How do we charge for pre and posttest sessions at the same time? Would programs be losing money or would the fee for service change to reflect the new way of testing?

Effective May 1, 2003, health facilities enrolled in the HIV Primary Care Medicaid Program may bill an HIV pre-test counseling visit on the same day as an HIV post-test counseling visit when rapid testing technology is used. No separate reimbursement will be available to Article 28 facilities to cover the costs of the rapid HIV test kit or test kit controls.

Buffalo General Hospital

When will the rapid test be reimbursable through HMOs or other private insurance?

Each HMO and private insurance company will determine whether they will extend benefits for rapid HIV testing and for whom. Patients who are interested in rapid testing should discuss the issue of coverage with their primary care provider.

What is the current sensitivity and specificity of the EIA/Western Blot testing algorithm? In NYS? (as compared to the rapid test)

The current testing algorithm with EIA is 99.99% sensitive and WB is 98% specific. Data on rapid tests are still preliminary but sensitivity is quoted at 99.6% and specificity 100%. Further studies are needed to better evaluate the rapid test in Point of Care settings as the data for the rapid test is based on testing in controlled laboratory testing settings.

Can the rapid test be used on an infant in lieu of the SUDS test?

OraQuick is the first of a new generation of rapid tests, which have the following advantages when a mother's HIV status is unknown at presentation for delivery and expedited testing is indicated:

  • the tests can be performed at point of care
  • preliminary test results are available in 20-30 minutes, and
  • in the event of a preliminary positive test result, antiretroviral therapy (ART) can be delivered when most effective , i.e., initiated in the intrapartum period, or to the newborn immediately after birth.
    In light of the advantages offered by rapid tests, the Department of Health has issued an emergency regulation, effective November 1, 2003, requiring birth facilities to provide expedited testing, when indicated, with the result available as soon as possible but in no case later than 12 hours after the mother consents to testing or after the birth of the child. The current regulation requires the result to be available as soon as possible but in no event later than 48 hours.

Should a delivering woman without prior HIV testing, refuse the test in the labor and delivery setting?

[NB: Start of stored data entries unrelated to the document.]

use std::time::Duration;

use crate::branching::branchers::IndependentVariableValueBrancher;
use crate::branching::value_selection::InDomainMax;
use crate::branching::value_selection::InDomainMin;
use crate::branching::value_selection::InDomainRandom;
use crate::branching::value_selection::InDomainSplit;
use crate::branching::value_selection::ReverseInDomainSplit;
use crate::branching::value_selection::ValueSelector;
use crate::branching::variable_selection::AntiFirstFail;
use crate::branching::variable_selection::FirstFail;
use crate::branching::variable_selection::InputOrder;
use crate::branching::variable_selection::RandomSelector;
use crate::branching::variable_selection::VariableSelector;
use crate::branching::Brancher;
use crate::engine::variables::DomainId;

/// How the next variable to branch on is chosen.
#[derive(Debug, Clone, Copy, Default, PartialEq, Eq, Hash)]
#[cfg_attr(feature = "clap", derive(clap::ValueEnum))]
pub enum VariableSelection {
    /// The first unfixed variable in creation order.
    InputOrder,
    /// The unfixed variable with the smallest domain; ties go to the lowest index.
    #[default]
    FirstFail,
    /// The unfixed variable with the largest domain.
    AntiFirstFail,
    /// A uniformly random unfixed variable.
    Random,
}

/// Which decision is taken on the selected variable; the alternative is its negation.
#[derive(Debug, Clone, Copy, Default, PartialEq, Eq, Hash)]
#[cfg_attr(feature = "clap", derive(clap::ValueEnum))]
pub enum ValueSelection {
    /// `x <= lb(x)`
    #[default]
    Min,
    /// `x >= ub(x)`
    Max,
    /// The lower half of the domain.
    Split,
    /// The upper half of the domain.
    ReverseSplit,
    /// `x == v` for a random value `v` of the domain.
    Random,
}

/// The strategies given to the workers after the first one, in order.
const PORTFOLIO: [(VariableSelection, ValueSelection); 5] = [
    (VariableSelection::FirstFail, ValueSelection::Split),
    (VariableSelection::InputOrder, ValueSelection::Min),
    (VariableSelection::Random, ValueSelection::Random),
    (VariableSelection::AntiFirstFail, ValueSelection::Max),
    (VariableSelection::FirstFail, ValueSelection::ReverseSplit),
];

/// The options of a solve.
///
/// ```
/// # use std::time::Duration;
/// # use gourd_core::api::SolverParameters;
/// let parameters = SolverParameters::default()
///     .with_time_limit_seconds(2.5)
///     .with_num_workers(4);
///
/// assert_eq!(Some(Duration::from_millis(2500)), parameters.time_limit);
/// assert_eq!(4, parameters.num_workers);
/// assert_eq!(42, parameters.random_seed);
/// ```
#[derive(Debug, Clone, PartialEq, Eq)]
pub struct SolverParameters {
    /// Wall-clock budget; checked before every decision.
    pub time_limit: Option<Duration>,
    /// The number of portfolio workers; `0` is treated as `1`.
    pub num_workers: usize,
    /// Report every solution instead of stopping at the first (satisfaction) or only reporting
    /// improvements (optimisation). Forces a single worker.
    pub enumerate_all_solutions: bool,
    /// Worker `i` seeds its random generator with `random_seed + i`.
    pub random_seed: u64,
    /// Log a line for every solution found.
    pub log_search_progress: bool,
    /// The number of decisions each worker may take.
    pub decision_limit: Option<u64>,
    /// The variable selection of the first worker.
    pub variable_selection: VariableSelection,
    /// The value selection of the first worker.
    pub value_selection: ValueSelection,
}

impl Default for SolverParameters {
    fn default() -> Self {
        SolverParameters {
            time_limit: None,
            num_workers: 1,
            enumerate_all_solutions: false,
            random_seed: 42,
            log_search_progress: false,
            decision_limit: None,
            variable_selection: VariableSelection::default(),
            value_selection: ValueSelection::default(),
        }
    }
}

impl SolverParameters {
    pub fn with_time_limit(mut self, time_limit: Duration) -> Self {
        self.time_limit = Some(time_limit);
        self
    }

    /// Negative or NaN limits stop immediately, infinite ones never.
    pub fn with_time_limit_seconds(self, seconds: f64) -> Self {
        let time_limit = Duration::try_from_secs_f64(seconds.max(0.0)).unwrap_or(Duration::MAX);
        self.with_time_limit(time_limit)
    }

    pub fn with_num_workers(mut self, num_workers: usize) -> Self {
        self.num_workers = num_workers;
        self
    }

    pub fn with_enumerate_all_solutions(mut self, enumerate_all_solutions: bool) -> Self {
        self.enumerate_all_solutions = enumerate_all_solutions;
        self
    }

    pub fn with_random_seed(mut self, random_seed: u64) -> Self {
        self.random_seed = random_seed;
        self
    }

    pub fn with_log_search_progress(mut self, log_search_progress: bool) -> Self {
        self.log_search_progress = log_search_progress;
        self
    }

    pub fn with_decision_limit(mut self, decision_limit: u64) -> Self {
        self.decision_limit = Some(decision_limit);
        self
    }

    pub fn with_search_strategy(
        mut self,
        variable_selection: VariableSelection,
        value_selection: ValueSelection,
    ) -> Self {
        self.variable_selection = variable_selection;
        self.value_selection = value_selection;
        self
    }

    /// The number of workers which will actually run.
    pub(crate) fn effective_num_workers(&self) -> usize {
        if self.enumerate_all_solutions {
            1
        } else {
            self.num_workers.max(1)
        }
    }

    /// The strategy of worker `index`: the configured one for the first worker, a fixed rotation
    /// for the others.
    pub(crate) fn strategy_of_worker(&self, index: usize) -> (VariableSelection, ValueSelection) {
        match index {
            0 => (self.variable_selection, self.value_selection),
            _ => PORTFOLIO[(index - 1) % PORTFOLIO.len()],
        }
    }
}

/// A brancher over `variables` following the given strategy.
pub(crate) fn create_brancher(
    variables: &[DomainId],
    variable_selection: VariableSelection,
    value_selection: ValueSelection,
) -> impl Brancher {
    let variable_selector: Box<dyn VariableSelector<DomainId>> = match variable_selection {
        VariableSelection::InputOrder => Box::new(InputOrder::new(variables)),
        VariableSelection::FirstFail => Box::new(FirstFail::new(variables)),
        VariableSelection::AntiFirstFail => Box::new(AntiFirstFail::new(variables)),
        VariableSelection::Random => Box::new(RandomSelector::new(variables)),
    };
    let value_selector: Box<dyn ValueSelector<DomainId>> = match value_selection {
        ValueSelection::Min => Box::new(InDomainMin),
        ValueSelection::Max => Box::new(InDomainMax),
        ValueSelection::Split => Box::new(InDomainSplit),
        ValueSelection::ReverseSplit => Box::new(ReverseInDomainSplit),
        ValueSelection::Random => Box::new(InDomainRandom),
    };

    IndependentVariableValueBrancher::new(variable_selector, value_selector)
}
use super::DomainId;
use crate::basic_types::Inconsistency;
use crate::engine::VariableStore;

/// A trait specifying the required behaviour of an integer variable such as retrieving a
/// lower-bound ([`IntegerVariable::lower_bound`]) or narrowing it through the store.
pub trait IntegerVariable: Clone + std::fmt::Debug {
    /// Get the lower bound of the variable.
    fn lower_bound(&self, store: &VariableStore) -> i64;

    /// Get the upper bound of the variable.
    fn upper_bound(&self, store: &VariableStore) -> i64;

    /// Determine whether the value is in the domain of this variable.
    fn contains(&self, store: &VariableStore, value: i64) -> bool;

    /// The value of the variable if its domain is a singleton.
    fn fixed_value(&self, store: &VariableStore) -> Option<i64>;

    fn is_fixed(&self, store: &VariableStore) -> bool {
        self.fixed_value(store).is_some()
    }

    /// Iterate over the values of the domain, in no particular order.
    fn iterate_domain(&self, store: &VariableStore) -> impl Iterator<Item = i64>;

    /// Removes every value below `bound`; returns whether the domain changed.
    fn set_lower_bound(&self, store: &mut VariableStore, bound: i64)
        -> Result<bool, Inconsistency>;

    /// Removes every value above `bound`; returns whether the domain changed.
    fn set_upper_bound(&self, store: &mut VariableStore, bound: i64)
        -> Result<bool, Inconsistency>;

    fn remove_value(&self, store: &mut VariableStore, value: i64) -> Result<bool, Inconsistency>;

    fn fix(&self, store: &mut VariableStore, value: i64) -> Result<bool, Inconsistency> {
        let lower = self.set_lower_bound(store, value)?;
        let upper = self.set_upper_bound(store, value)?;
        Ok(lower || upper)
    }

    /// The variable in the store whose domain this variable reads, if any.
    fn domain_id(&self) -> Option<DomainId>;
}

impl IntegerVariable for DomainId {
    fn lower_bound(&self, store: &VariableStore) -> i64 {
        store.lower_bound(*self)
    }

    fn upper_bound(&self, store: &VariableStore) -> i64 {
        store.upper_bound(*self)
    }

    fn contains(&self, store: &VariableStore, value: i64) -> bool {
        store.contains(*self, value)
    }

    fn fixed_value(&self, store: &VariableStore) -> Option<i64> {
        store.fixed_value(*self)
    }

    fn iterate_domain(&self, store: &VariableStore) -> impl Iterator<Item = i64> {
        store.domain(*self).iter()
    }

    fn set_lower_bound(
        &self,
        store: &mut VariableStore,
        bound: i64,
    ) -> Result<bool, Inconsistency> {
        store.tighten_lower_bound(*self, bound)
    }

    fn set_upper_bound(
        &self,
        store: &mut VariableStore,
        bound: i64,
    ) -> Result<bool, Inconsistency> {
        store.tighten_upper_bound(*self, bound)
    }

    fn remove_value(&self, store: &mut VariableStore, value: i64) -> Result<bool, Inconsistency> {
        store.remove_value(*self, value)
    }

    fn domain_id(&self) -> Option<DomainId> {
        Some(*self)
    }
}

New York State Department of Health regulations require birth facilities to provide expedited testing in labor and delivery only when the mother’s HIV status is undocumented at presentation for delivery. In New York State, approximately 94% of women presenting for delivery have been tested for HIV during pregnancy. Expedited testing of the mother can only be done with her consent; expedited testing of the newborn may be done without consent. When expedited testing is indicated, HIV counseling should strongly emphasize the benefits of the mother knowing her HIV status as soon as possible so that, if she is positive, she can take advantage of treatment to prevent transmission to her baby.

New York City Department of Health and Mental Hygiene

In a low prevalence community, is there more of a risk of false negatives with rapid testing than with the traditional ELISA testing?

Clinical studies have demonstrated that the sensitivity and specificity of rapid HIV tests are comparable to those of EIAs often used by clinical labs for screening. The probability that the screening test result predicts the true infection status of the person tested (negative predictive value), is high at the HIV prevalence observed in U.S. testing sites (CDC 1989). Therefore a client with a negative rapid HIV test result can be told he or she is not infected. However, because antibodies take time to develop, retesting should be recommended to persons with a possible HIV exposure within the three previous months.

If a pregnant woman is asked to give informed consent to rapid testing just as she is about to give birth, can she really be considered to be giving informed consent?

NYS hospitals have experience providing HIV counseling and testing in the maternity setting and should take every effort to tailor the counseling to the patient’s unique situation.